Las imágenes, pensamientos y recuerdos, como las hebras de niebla que Sophie veía, se movían y se distorsionaban. De repente, ese cúmulo de imágenes se disipó. Ahora Sophie recordaba con claridad a una silueta ataviada con los trajes típicos del siglo XIX. Podía observarla mentalmente: se trataba de un hombre con una nariz alargada, frente ancha y cabello canoso rizado. Estaba sentado junto a un escritorio. Ante él tenía una hoja gruesa de papel de color crema. El hombre introducía la punta de una pluma en un tintero rebosante de tinta negra. Tardó un momento en darse cuenta de que éste no era uno de sus recuerdos, ni algo que había visto en la televisión o en el cine. Estaba rememorando algo que la Bruja de Endor había visto y hecho. Cuando se volvió para contemplar la silueta de ese hombre más de cerca, los recuerdos de la Bruja empezaron a brotar: el hombre era un célebre escritor inglés que estaba empezando a trabajar en su nueva obra. El escritor alzó la vista y esbozó una tierna sonrisa; entonces movió los labios, pero no produjo ningún sonido. Inclinando ligeramente la cabeza hacia el hombro del escritor, Sophie leyó las palabras «Niebla en todas partes. Niebla en el río. Niebla debajo del río» en una caligrafía curvada muy elegante. A través de la ventana del estudio del escritor, una niebla gruesa y opaca se enroscaba como el humo en un espejo sucio, cubriendo el fondo como una manta impenetrable.
Bajo el pórtico del Sagrado Corazón, en París, el aire se volvió húmedo y fresco y cobró el rico aroma del helado de vainilla. Un hilo blanco se escurrió por cada uno de los dedos de Sophie formando un remolino que le cubría los pies. Con los ojos cerrados, contemplaba cómo el escritor hundía otra vez la pluma en el tintero y continuaba escribiendo. «Niebla arrastrándose... niebla extendiéndose... niebla cayendo... niebla en los ojos y gargantas...»
Ahora, una niebla densa y blanca se vertía de los dedos de Sophie expandiéndose por las piedras, retorciéndose como el humo, fluyendo y formando hebras y cuerdas. La niebla se arrastró hasta las piedras de Flamel y cubrió completamente los peldaños haciéndose cada vez más densa, más oscura, más húmeda.
Sobre la escalinata del Sagrado Corazón, Nicolás Maquiavelo veía cómo la niebla se arrastraba por los peldaños como leche sucia, cómo se condensaba y cómo se expandía. En ese momento supo que Flamel y los demás escaparían. Cuando la neblina le alcanzó, cubriéndole hasta el pecho, distinguió el aroma a helado de vainilla. Inhaló hondamente, reconociendo así el olor mágico.

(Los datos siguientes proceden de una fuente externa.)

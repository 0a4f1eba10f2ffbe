//! Range math.
//!
//! Splits a resource of known size into one contiguous byte range per
//! fetch unit.

mod range;

pub use range::{plan_ranges, ByteRange, PlanError};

—Extraordinario —dijo. Sin embargo, la neblina amortiguó la voz, suavizando así su acento francés que durante tantos años había refinado y dejando al descubierto un áspero acento italiano.
—Déjenos en paz.
La voz de Flamel resonó entre el banco de niebla.

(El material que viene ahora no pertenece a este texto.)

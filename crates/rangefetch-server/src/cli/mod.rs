//! Command line for the rangefetch server.

use anyhow::{Context, Result};
use clap::Parser;
use rangefetch_core::config::{self, ServerConfig};
use rangefetch_core::keywords::KeywordTable;
use rangefetch_core::router::SessionRouter;
use std::path::PathBuf;
use std::sync::Arc;
use tokio::net::TcpListener;

use crate::server;

/// Serves segmented, rate-limited downloads over WebSocket.
#[derive(Debug, Parser)]
#[command(name = "rangefetch")]
#[command(about = "rangefetch: segmented parallel downloader over WebSocket", long_about = None)]
pub struct Cli {
    /// Config file (default: ~/.config/rangefetch/config.toml).
    #[arg(long, value_name = "PATH")]
    pub config: Option<PathBuf>,

    /// Listen address, overrides `listen_addr`.
    #[arg(long, value_name = "ADDR")]
    pub listen: Option<String>,

    /// Ranges per download, overrides `max_threads`.
    #[arg(long, value_name = "N", value_parser = clap::value_parser!(u32).range(1..))]
    pub threads: Option<u32>,

    /// Global speed limit per download in bytes/s (0 = unlimited), overrides `speed_limit`.
    #[arg(long, value_name = "BPS")]
    pub speed_limit: Option<u64>,
}

impl Cli {
    /// Command line flags take precedence over the config file.
    pub fn apply_overrides(&self, cfg: &mut ServerConfig) {
        if let Some(listen) = &self.listen {
            cfg.listen_addr = listen.clone();
        }
        if let Some(threads) = self.threads {
            cfg.max_threads = threads as usize;
        }
        if let Some(limit) = self.speed_limit {
            cfg.speed_limit = limit;
        }
    }

    pub async fn run_from_args() -> Result<()> {
        let cli = Cli::parse();
        let mut cfg = config::load_or_default(cli.config.as_deref());
        cli.apply_overrides(&mut cfg);
        tracing::debug!("loaded config: {:?}", cfg);

        let keywords_path = match &cfg.keywords_path {
            Some(p) => p.clone(),
            None => config::default_keywords_path()?,
        };
        let keywords = KeywordTable::load_or_empty(&keywords_path);
        let router = SessionRouter::new(Arc::new(keywords), Arc::new(cfg.download_settings()));

        let listener = TcpListener::bind(&cfg.listen_addr)
            .await
            .with_context(|| format!("cannot listen on {}", cfg.listen_addr))?;
        server::serve(listener, router).await
    }
}

#[cfg(test)]
mod tests;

—Eso suena a otra amenaza, querido Nicolas. Créame cuando le digo que no tiene la menor idea de las fuerzas unidas que luchan contra usted ahora mismo. Sus trucos de pacotilla no le salvarán —le advirtió Maquiavelo mientras cogía el teléfono móvil y tecleaba un número de teléfono de pocos dígitos—. Atacad. ¡Atacad ya!

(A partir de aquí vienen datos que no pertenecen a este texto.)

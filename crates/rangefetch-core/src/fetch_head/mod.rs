//! HTTP HEAD size probe.
//!
//! Uses the curl crate (libcurl) to fetch response headers and read
//! `Content-Length` before a download is split into ranges.

mod parse;

use std::str;
use thiserror::Error;

use crate::fetcher::CurlOptions;

use parse::parse_headers;

/// Headers of the final (post-redirect) HEAD response that matter for planning.
#[derive(Debug, Clone, Default, PartialEq, Eq)]
pub struct HeadResult {
    /// Total size in bytes, if `Content-Length` is present and numeric.
    pub content_length: Option<u64>,
    /// True if the server sent `Accept-Ranges: bytes`.
    pub accept_ranges: bool,
    /// `Content-Type`, logged for diagnostics.
    pub content_type: Option<String>,
}

#[derive(Debug, Error)]
pub enum ProbeError {
    #[error("HEAD request failed: {0}")]
    Curl(#[from] curl::Error),
    #[error("HEAD {url} returned HTTP {code}")]
    Http { url: String, code: u32 },
}

/// Performs a HEAD request and returns the parsed headers.
///
/// Follows redirects. Blocks the current thread; call from `spawn_blocking`
/// when used from async code.
pub fn probe(url: &str, opts: &CurlOptions) -> Result<HeadResult, ProbeError> {
    let mut lines: Vec<String> = Vec::new();

    let mut easy = curl::easy::Easy::new();
    easy.url(url)?;
    easy.nobody(true)?;
    easy.follow_location(true)?;
    easy.connect_timeout(opts.connect_timeout)?;
    easy.timeout(opts.probe_timeout)?;

    {
        let mut transfer = easy.transfer();
        transfer.header_function(|data| {
            if let Ok(s) = str::from_utf8(data) {
                lines.push(s.trim_end().to_string());
            }
            true
        })?;
        transfer.perform()?;
    }

    let code = easy.response_code()?;
    if !(200..300).contains(&code) {
        return Err(ProbeError::Http {
            url: url.to_string(),
            code,
        });
    }

    Ok(parse_headers(&lines))
}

A medida que daba órdenes a sus hombres, el italiano se apresuró a ascender las escaleras, intentando hacer el menor ruido posible con sus zapatos de suela de cuero. Mientras tanto, a lo lejos, unos pies calzados con botas de combate intentaban despistar a los gendarmes, quienes ya habían comenzado a subir la escalinata.
—He sobrevivido durante mucho tiempo.
La voz de Flamel procedía de algún lugar que Maquiavelo desconocía. Se detuvo, miró hacia la derecha, hacia la izquierda, intentando vislumbrar una silueta entre la niebla.
—El mundo ha evolucionado —respondió Maquiavelo—. Pero usted, no. Puede que lograra escapar de nosotros en Norteamérica pero aquí, en Europa, habitan demasiados Inmemoriales, demasiados humanos inmortales que le conocen. No conseguirá pasar desapercibido durante mucho tiempo. Le encontraremos.